Sen. Kerry apparently believes in magic. He must believe that the act of writing certain words on paper beneath a marble dome (“No employee in the U.S. shall be paid less than $7.00 per hour”) is a ritual sufficient, in his own words, to help “families make ends meet and move another step towards the American Dream.”

Kerry proposes that the legislated minimum wage will reach $7.00 per hour in 2007. Why wait until then? If government can increase workers’ earnings by declaring in a statute that no worker shall be paid less than $7.00 per hour, why delay this move to greater prosperity?

Indeed, why an hourly minimum wage of only $7.00? Why not $17.00 per hour? Or $70 per hour?

“Don’t be silly!” my imaginary critical reader intones. “That won’t work.”

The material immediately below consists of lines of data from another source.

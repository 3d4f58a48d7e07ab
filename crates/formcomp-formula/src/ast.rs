//! Formula Abstract Syntax Tree types

use std::fmt;

use formcomp_core::{CellAddress, CellRange};

use crate::functions::{Aggregator, Function};

/// Formula expression AST
#[derive(Debug, Clone, PartialEq)]
pub enum FormulaExpr {
    // === Literals ===
    /// Numeric literal, kept as written so the compiler can read it at full precision
    Number(String),
    /// String literal
    String(String),
    /// Boolean literal
    Boolean(bool),

    // === References ===
    /// Single cell reference
    CellRef(CellReference),
    /// Range reference
    RangeRef(RangeReference),
    /// Defined name
    NameRef(String),

    // === Operators ===
    BinaryOp {
        op: BinaryOperator,
        left: Box<FormulaExpr>,
        right: Box<FormulaExpr>,
    },
    UnaryOp {
        op: UnaryOperator,
        operand: Box<FormulaExpr>,
    },

    // === Calls ===
    Function {
        function: Function,
        args: Vec<FormulaExpr>,
    },
    Aggregate {
        aggregator: Aggregator,
        args: Vec<FormulaExpr>,
    },
}

/// Cell reference with optional sheet
///
/// R1C1 references are resolved against the formula's cell while parsing, so the address is
/// always an absolute position.
#[derive(Debug, Clone, PartialEq)]
pub struct CellReference {
    pub sheet: Option<String>,
    pub address: CellAddress,
}

/// Range reference with optional sheet
#[derive(Debug, Clone, PartialEq)]
pub struct RangeReference {
    pub sheet: Option<String>,
    pub range: CellRange,
}

/// Binary operators
#[derive(Debug, Clone, Copy, PartialEq, Eq, Hash)]
pub enum BinaryOperator {
    // Arithmetic
    Add,
    Subtract,
    Multiply,
    Divide,
    Power,

    // Comparison
    Equal,
    NotEqual,
    LessThan,
    LessEqual,
    GreaterThan,
    GreaterEqual,

    // Text
    Concat,
}

impl BinaryOperator {
    pub fn symbol(self) -> &'static str {
        match self {
            BinaryOperator::Add => "+",
            BinaryOperator::Subtract => "-",
            BinaryOperator::Multiply => "*",
            BinaryOperator::Divide => "/",
            BinaryOperator::Power => "^",
            BinaryOperator::Equal => "=",
            BinaryOperator::NotEqual => "<>",
            BinaryOperator::LessThan => "<",
            BinaryOperator::LessEqual => "<=",
            BinaryOperator::GreaterThan => ">",
            BinaryOperator::GreaterEqual => ">=",
            BinaryOperator::Concat => "&",
        }
    }
}

/// Unary operators
#[derive(Debug, Clone, Copy, PartialEq, Eq, Hash)]
pub enum UnaryOperator {
    Negate,
    Percent,
}

impl FormulaExpr {
    /// Visit every node, parents before children
    pub fn walk<'a>(&'a self, visit: &mut impl FnMut(&'a FormulaExpr)) {
        visit(self);
        match self {
            FormulaExpr::BinaryOp { left, right, .. } => {
                left.walk(visit);
                right.walk(visit);
            }
            FormulaExpr::UnaryOp { operand, .. } => operand.walk(visit),
            FormulaExpr::Function { args, .. } | FormulaExpr::Aggregate { args, .. } => {
                for arg in args {
                    arg.walk(visit);
                }
            }
            _ => {}
        }
    }
}

fn write_args(f: &mut fmt::Formatter<'_>, name: &str, args: &[FormulaExpr]) -> fmt::Result {
    write!(f, "{}(", name)?;
    for (i, arg) in args.iter().enumerate() {
        if i > 0 {
            f.write_str(", ")?;
        }
        write!(f, "{}", arg)?;
    }
    f.write_str(")")
}

fn write_sheet(f: &mut fmt::Formatter<'_>, sheet: &Option<String>) -> fmt::Result {
    match sheet {
        Some(name) if name.contains(' ') => write!(f, "'{}'!", name),
        Some(name) => write!(f, "{}!", name),
        None => Ok(()),
    }
}

/// Renders the expression in A1 notation; nested binary operations are parenthesized
impl fmt::Display for FormulaExpr {
    fn fmt(&self, f: &mut fmt::Formatter<'_>) -> fmt::Result {
        match self {
            FormulaExpr::Number(text) => f.write_str(text),
            FormulaExpr::String(s) => write!(f, "\"{}\"", s.replace('"', "\"\"")),
            FormulaExpr::Boolean(b) => f.write_str(if *b { "TRUE" } else { "FALSE" }),
            FormulaExpr::CellRef(r) => {
                write_sheet(f, &r.sheet)?;
                write!(f, "{}", r.address)
            }
            FormulaExpr::RangeRef(r) => {
                write_sheet(f, &r.sheet)?;
                write!(f, "{}", r.range)
            }
            FormulaExpr::NameRef(name) => f.write_str(name),
            FormulaExpr::BinaryOp { op, left, right } => {
                write!(f, "({} {} {})", left, op.symbol(), right)
            }
            FormulaExpr::UnaryOp {
                op: UnaryOperator::Negate,
                operand,
            } => write!(f, "-{}", operand),
            FormulaExpr::UnaryOp {
                op: UnaryOperator::Percent,
                operand,
            } => write!(f, "{}%", operand),
            FormulaExpr::Function { function, args } => write_args(f, function.name(), args),
            FormulaExpr::Aggregate { aggregator, args } => {
                write_args(f, aggregator.name(), args)
            }
        }
    }
}
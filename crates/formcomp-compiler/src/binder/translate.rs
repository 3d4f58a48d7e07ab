//! Formula AST to expression graph

use std::collections::BTreeSet;

use formcomp_core::{CellIndex, CellValue, RangeIndex, ReferenceStyle};
use formcomp_formula::{
    parse_formula_with, BinaryOperator, FormulaExpr, Function, ParseContext, UnaryOperator,
};

use super::SpreadsheetBinder;
use crate::error::{CompilerError, CompilerResult};
use crate::model::{ExprId, ExprNode, Operator, Orientation, SectionId};
use crate::value::Value;

/// Where a formula is being translated
#[derive(Debug, Clone, Copy)]
struct Scope {
    section: SectionId,
    sheet: usize,
}

fn binary_operator(op: BinaryOperator) -> Operator {
    match op {
        BinaryOperator::Add => Operator::Plus,
        BinaryOperator::Subtract => Operator::Minus,
        BinaryOperator::Multiply => Operator::Times,
        BinaryOperator::Divide => Operator::Divide,
        BinaryOperator::Power => Operator::Power,
        BinaryOperator::Equal => Operator::Equal,
        BinaryOperator::NotEqual => Operator::NotEqual,
        BinaryOperator::LessThan => Operator::Less,
        BinaryOperator::LessEqual => Operator::LessOrEqual,
        BinaryOperator::GreaterThan => Operator::Greater,
        BinaryOperator::GreaterEqual => Operator::GreaterOrEqual,
        BinaryOperator::Concat => Operator::Concat,
    }
}

fn intersect(a: &RangeIndex, b: &RangeIndex) -> RangeIndex {
    RangeIndex::new(
        a.sheet,
        a.first_row.max(b.first_row),
        a.first_col.max(b.first_col),
        a.last_row.min(b.last_row),
        a.last_col.min(b.last_col),
    )
}

impl<'s> SpreadsheetBinder<'s> {
    pub(super) fn translate_formula(
        &mut self,
        section: SectionId,
        index: CellIndex,
        text: &str,
        style: ReferenceStyle,
    ) -> CompilerResult<ExprId> {
        let context = ParseContext::new(index.address(), style);
        let ast = parse_formula_with(text, &context)?;
        let scope = Scope {
            section,
            sheet: index.sheet,
        };
        self.translate(scope, &ast, false)
    }

    /// Read a literal with the configured numeric type so no digits go through `f64`
    fn literal(&self, text: &str) -> CompilerResult<Value> {
        let number = match self.numeric.parse(text) {
            Ok(number) => number,
            Err(e) => match text.parse::<f64>() {
                Ok(value) => self.numeric.from_f64(value)?,
                Err(_) => return Err(e.into()),
            },
        };
        Ok(Value::Number(self.numeric.adjust_constant(number)))
    }

    fn number(&self, value: f64) -> CompilerResult<Value> {
        let number = self.numeric.from_f64(value)?;
        Ok(Value::Number(self.numeric.adjust_constant(number)))
    }

    fn translate(
        &mut self,
        scope: Scope,
        expr: &FormulaExpr,
        allow_range: bool,
    ) -> CompilerResult<ExprId> {
        let node = match expr {
            FormulaExpr::Number(text) => ExprNode::Constant(self.literal(text)?),
            FormulaExpr::String(s) => ExprNode::Constant(Value::Text(s.clone())),
            FormulaExpr::Boolean(b) => ExprNode::Constant(self.number(if *b { 1.0 } else { 0.0 })?),

            FormulaExpr::CellRef(r) => {
                let sheet = self.sheet_index(scope, r.sheet.as_deref())?;
                let range = RangeIndex::single(CellIndex::from_address(sheet, r.address));
                return self.reference(scope, range, allow_range, &expr.to_string());
            }
            FormulaExpr::RangeRef(r) => {
                if !allow_range {
                    return Err(CompilerError::unsupported(
                        expr.to_string(),
                        "range outside of an aggregate or lookup",
                    ));
                }
                let sheet = self.sheet_index(scope, r.sheet.as_deref())?;
                let range = RangeIndex::from_range(sheet, r.range);
                return self.reference(scope, range, allow_range, &expr.to_string());
            }
            FormulaExpr::NameRef(name) => {
                let range = self
                    .book
                    .resolve_name(name, scope.sheet)?
                    .ok_or_else(|| CompilerError::UnknownName(name.clone()))?;
                if !range.is_single_cell() && !allow_range {
                    return Err(CompilerError::unsupported(
                        name.clone(),
                        "range outside of an aggregate or lookup",
                    ));
                }
                return self.reference(scope, range, allow_range, name);
            }

            FormulaExpr::BinaryOp { op, left, right } => {
                let left = self.translate(scope, left, false)?;
                let right = self.translate(scope, right, false)?;
                ExprNode::op(binary_operator(*op), vec![left, right])
            }
            FormulaExpr::UnaryOp { op, operand } => {
                let operand = self.translate(scope, operand, false)?;
                let op = match op {
                    UnaryOperator::Negate => Operator::Negate,
                    UnaryOperator::Percent => Operator::Percent,
                };
                ExprNode::op(op, vec![operand])
            }

            FormulaExpr::Function { function, args } => {
                let args = args
                    .iter()
                    .enumerate()
                    .map(|(i, arg)| self.translate(scope, arg, function.accepts_range(i)))
                    .collect::<CompilerResult<Vec<_>>>()?;
                let positional = matches!(
                    function,
                    Function::Index | Function::VLookup | Function::HLookup | Function::Match
                );
                if positional
                    && args
                        .iter()
                        .enumerate()
                        .any(|(i, a)| function.accepts_range(i) && self.spans_section(*a))
                {
                    return Err(CompilerError::unsupported(
                        expr.to_string(),
                        format!("{} over a repeating section", function),
                    ));
                }
                ExprNode::Function {
                    function: *function,
                    args,
                }
            }
            FormulaExpr::Aggregate { aggregator, args } => {
                let args = args
                    .iter()
                    .map(|arg| self.translate(scope, arg, true))
                    .collect::<CompilerResult<Vec<_>>>()?;
                ExprNode::Aggregate {
                    aggregator: *aggregator,
                    args,
                }
            }
        };
        Ok(self.model.add_expr(node))
    }

    fn sheet_index(&self, scope: Scope, sheet: Option<&str>) -> CompilerResult<usize> {
        match sheet {
            None => Ok(scope.sheet),
            Some(name) => self
                .book
                .sheet_index(name)
                .ok_or_else(|| formcomp_core::Error::SheetNotFound(name.to_string()).into()),
        }
    }

    /// Whether the node, seen through parent wrappers, iterates a repeating section
    fn spans_section(&self, id: ExprId) -> bool {
        match self.model.expr(id) {
            ExprNode::SubSection { .. } => true,
            ExprNode::ParentSection { expr, .. } => self.spans_section(*expr),
            ExprNode::Range { elements, .. } => elements
                .iter()
                .any(|e| matches!(self.model.expr(*e), ExprNode::SubSection { .. })),
            _ => false,
        }
    }

    /// Translate a cell or range reference made from `scope`
    ///
    /// The reference is resolved in the innermost section enclosing both the referencing cell
    /// and the referenced range, then wrapped so it evaluates in that section's frame.
    fn reference(
        &mut self,
        scope: Scope,
        range: RangeIndex,
        allow_range: bool,
        text: &str,
    ) -> CompilerResult<ExprId> {
        let owner = self.owner(&range);
        let home = self.model.common_ancestor(scope.section, owner);
        let entries = self.elements_in(range, home, text)?;

        let has_sections = entries
            .iter()
            .any(|(_, e)| matches!(self.model.expr(*e), ExprNode::SubSection { .. }));
        if has_sections && !allow_range {
            return Err(CompilerError::InvalidReference {
                reference: text.to_string(),
                reason: "repeating section referenced outside of an aggregate".to_string(),
            });
        }

        let mut id = match entries.as_slice() {
            [] if range.is_single_cell() => {
                self.model.add_expr(ExprNode::op(Operator::Noop, Vec::new()))
            }
            [(_, single)] if range.is_single_cell() || has_sections => *single,
            _ if has_sections => {
                let elements: Vec<ExprId> = entries.into_iter().map(|(_, e)| e).collect();
                self.model
                    .add_expr(ExprNode::range(1, elements.len() as u32, elements))
            }
            _ => self.model.add_expr(ExprNode::sparse_range(
                range.row_count(),
                u32::from(range.col_count()),
                entries,
            )),
        };

        let mut chain = Vec::new();
        let mut current = scope.section;
        while current != home {
            chain.push(current);
            current = self.model.section(current).parent.unwrap_or(SectionId::ROOT);
        }
        for section in chain.into_iter().rev() {
            id = self.model.add_expr(ExprNode::ParentSection { section, expr: id });
        }
        Ok(id)
    }

    /// Non-blank elements of `range` as seen from the frame of `home`, keyed by row-major offset
    ///
    /// Only stored and bound cells are visited, so blank stretches of a range cost nothing.
    /// Child sections overlapped by the range become one `SubSection` element each, placed at
    /// their first cell; the range must cover such a section's full extent in its direction of
    /// repetition.
    fn elements_in(
        &mut self,
        range: RangeIndex,
        home: SectionId,
        text: &str,
    ) -> CompilerResult<Vec<(u64, ExprId)>> {
        let children: Vec<(SectionId, RangeIndex)> = self
            .model
            .section(home)
            .children
            .iter()
            .filter_map(|c| self.model.section(*c).range.map(|r| (*c, r)))
            .filter(|(_, r)| r.overlaps(&range))
            .collect();

        let width = u64::from(range.col_count());
        let offset = |cell: CellIndex| {
            u64::from(cell.row - range.first_row) * width + u64::from(cell.col - range.first_col)
        };

        let mut entries = Vec::new();
        for (section, extent) in &children {
            let first = intersect(&range, extent).top_left();
            let sub = self.sub_section(range, *section, text)?;
            entries.push((offset(first), sub));
        }

        let mut cells: BTreeSet<CellIndex> = self.book.cells_in(range).collect();
        cells.extend(self.cells.keys().copied().filter(|c| range.contains(*c)));
        for cell in cells {
            if children.iter().any(|(_, extent)| extent.contains(cell)) {
                continue;
            }
            let element = self.cell_ref(home, cell)?;
            entries.push((offset(cell), element));
        }
        entries.sort_by_key(|(position, _)| *position);
        Ok(entries)
    }

    fn sub_section(
        &mut self,
        range: RangeIndex,
        section: SectionId,
        text: &str,
    ) -> CompilerResult<ExprId> {
        let model = self.model.section(section);
        let (Some(extent), Some(template)) = (model.range, model.template) else {
            return Err(CompilerError::internal("repeating section without a range"));
        };
        let covered = match model.orientation {
            Orientation::Vertical => {
                range.first_row <= extent.first_row && range.last_row >= extent.last_row
            }
            Orientation::Horizontal => {
                range.first_col <= extent.first_col && range.last_col >= extent.last_col
            }
        };
        if !covered {
            return Err(CompilerError::InvalidReference {
                reference: text.to_string(),
                reason: format!("range partially covers section {} ({})", model.name, extent),
            });
        }

        let piece = intersect(&range, &template);
        let elements = self
            .elements_in(piece, section, text)?
            .into_iter()
            .map(|(_, e)| e)
            .collect();
        Ok(self.model.add_expr(ExprNode::SubSection { section, elements }))
    }

    fn cell_ref(&mut self, section: SectionId, index: CellIndex) -> CompilerResult<ExprId> {
        if let Some(id) = self.cells.get(&index) {
            return Ok(self.model.add_expr(ExprNode::CellRef(*id)));
        }
        match self.book.cell(index) {
            None | Some(CellValue::Empty) => {
                Ok(self.model.add_expr(ExprNode::op(Operator::Noop, Vec::new())))
            }
            Some(_) => {
                let id = self.cell_for(section, index)?;
                Ok(self.model.add_expr(ExprNode::CellRef(id)))
            }
        }
    }
}
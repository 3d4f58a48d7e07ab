//! Formula parse error types

use std::fmt;

use thiserror::Error;

/// Result type for formula parsing
pub type ParseResult<T> = std::result::Result<T, ParseError>;

/// What went wrong while parsing
#[derive(Debug, Clone, PartialEq, Eq, Error)]
pub enum ParseErrorKind {
    /// Malformed formula text
    #[error("{0}")]
    Syntax(String),

    /// Well-formed text the compiler cannot handle (unknown function, bad argument count)
    #[error("{0}")]
    Unsupported(String),

    /// A reference that does not denote a cell on the sheet
    #[error("Invalid reference: {0}")]
    InvalidReference(String),
}

/// A formula parse failure with its column
///
/// Displays the message, the formula text, and a caret under the offending character:
///
/// ```text
/// Unsupported function OFFSET in formula
///   =1+OFFSET(A1)
///      ^
/// ```
#[derive(Debug, Clone, PartialEq, Eq)]
pub struct ParseError {
    pub formula: String,
    /// Zero-based character column in `formula`
    pub column: usize,
    pub kind: ParseErrorKind,
}

impl ParseError {
    pub fn new(formula: impl Into<String>, column: usize, kind: ParseErrorKind) -> Self {
        Self {
            formula: formula.into(),
            column,
            kind,
        }
    }

    pub fn is_unsupported(&self) -> bool {
        matches!(self.kind, ParseErrorKind::Unsupported(_))
    }
}

impl fmt::Display for ParseError {
    fn fmt(&self, f: &mut fmt::Formatter<'_>) -> fmt::Result {
        writeln!(f, "{} in formula", self.kind)?;
        writeln!(f, "  {}", self.formula)?;
        write!(f, "  {}^", " ".repeat(self.column))
    }
}

impl std::error::Error for ParseError {
    fn source(&self) -> Option<&(dyn std::error::Error + 'static)> {
        Some(&self.kind)
    }
}

#[cfg(test)]
mod tests {
    use super::*;
    use pretty_assertions::assert_eq;

    #[test]
    fn test_display_points_at_column() {
        let err = ParseError::new(
            "=1+FOO(2)",
            3,
            ParseErrorKind::Unsupported("Unsupported function FOO".into()),
        );
        assert_eq!(
            err.to_string(),
            "Unsupported function FOO in formula\n  =1+FOO(2)\n     ^"
        );
        assert!(err.is_unsupported());
    }
}
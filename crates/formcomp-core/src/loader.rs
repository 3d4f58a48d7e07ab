//! Spreadsheet loaders
//!
//! File formats live outside this crate. A front end registers one [`SpreadsheetLoader`] per
//! format in a [`LoaderRegistry`] and opens files through it; the registry is an ordinary value
//! owned by the caller.

use std::fs::File;
use std::io::{BufReader, Read};
use std::path::Path;

use crate::error::{Error, Result};
use crate::spreadsheet::Spreadsheet;

/// Builds a [`Spreadsheet`] from some serialized form
pub trait SpreadsheetLoader: Send + Sync {
    /// Short format name used in diagnostics (e.g. "csv")
    fn name(&self) -> &str;

    /// Lowercase file extensions this loader handles, without the dot
    fn extensions(&self) -> &[&str];

    /// Read a spreadsheet. `source_name` identifies the input in error messages.
    fn load(&self, reader: &mut dyn Read, source_name: &str) -> Result<Spreadsheet>;
}

/// Set of loaders, dispatched by file extension
#[derive(Default)]
pub struct LoaderRegistry {
    loaders: Vec<Box<dyn SpreadsheetLoader>>,
}

impl LoaderRegistry {
    pub fn new() -> Self {
        Self::default()
    }

    /// Register a loader. Later registrations win for a shared extension.
    pub fn register<L: SpreadsheetLoader + 'static>(&mut self, loader: L) -> &mut Self {
        self.loaders.push(Box::new(loader));
        self
    }

    /// Find the loader for an extension (case-insensitive)
    pub fn for_extension(&self, extension: &str) -> Option<&dyn SpreadsheetLoader> {
        let extension = extension.to_lowercase();
        self.loaders
            .iter()
            .rev()
            .find(|l| l.extensions().iter().any(|e| *e == extension))
            .map(|l| l.as_ref())
    }

    /// Open a file with the loader registered for its extension
    pub fn open<P: AsRef<Path>>(&self, path: P) -> Result<Spreadsheet> {
        let path = path.as_ref();
        let extension = path
            .extension()
            .and_then(|e| e.to_str())
            .unwrap_or_default();

        let loader = self
            .for_extension(extension)
            .ok_or_else(|| Error::UnsupportedFormat(path.display().to_string()))?;

        let mut reader = BufReader::new(File::open(path)?);
        loader.load(&mut reader, &path.display().to_string())
    }
}

impl std::fmt::Debug for LoaderRegistry {
    fn fmt(&self, f: &mut std::fmt::Formatter<'_>) -> std::fmt::Result {
        f.debug_list()
            .entries(self.loaders.iter().map(|l| l.name()))
            .finish()
    }
}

“But what’s so silly about proposing an even greater increase in the minimum wage?” I reply. “The existing minimum wage, and Kerry’s proposal, are premised on the notion that government can raise wages by fiat – by declaration – that, through the magic of a statute declaring a minimum wage, workers’ welfare will be improved. If this premise is correct, why stop at $7.00? Why not go to $70?”

“That’s ridiculous,” my critic retorts. “There’s a difference between a reasonable increase in the minimum wage and unreasonable increase. Raising the minimum wage to $70 per hour will clearly put a lot of workers out of jobs.”

Indeed.

Proposals, such as Kerry’s, to raise the minimum wage modestly will cause the rate of unemployment of low-skilled workers to be only modestly greater than it would be otherwise – an effect sufficiently modest that people who lose their jobs as a result, or who don’t get jobs, are unlikely to trace their misfortune to its source.

Government raising the minimum wage only modestly is much like a dishonest bank stealing only a few cents every month from each of its customers’ accounts. The ill effects of such thievery clearly aren’t as grim – and, hence, aren’t as glaring – as they would be if the bank stole a few hundred dollars every month from each account. The bank could conceivably get away with such small theft for years. But who would excuse the thievery on the grounds that its scale is modest and its victims unaware of it? Who would applaud this thievery when assured that, although some people are harmed (modestly!), some other people are made better off. The bank’s shareholders, after all, enjoy higher profits that improve their well-being.

Modest increases in the minimum wage enable those with faith in the superstition that government pronouncements largely achieve their publicly stated goals to wallow serenely in their ignorance, undisturbed by glaring evidence that their faith is hogwash. That’s why I propose a genuine test of this absurd faith: raise the minimum wage to $70 and see what happens.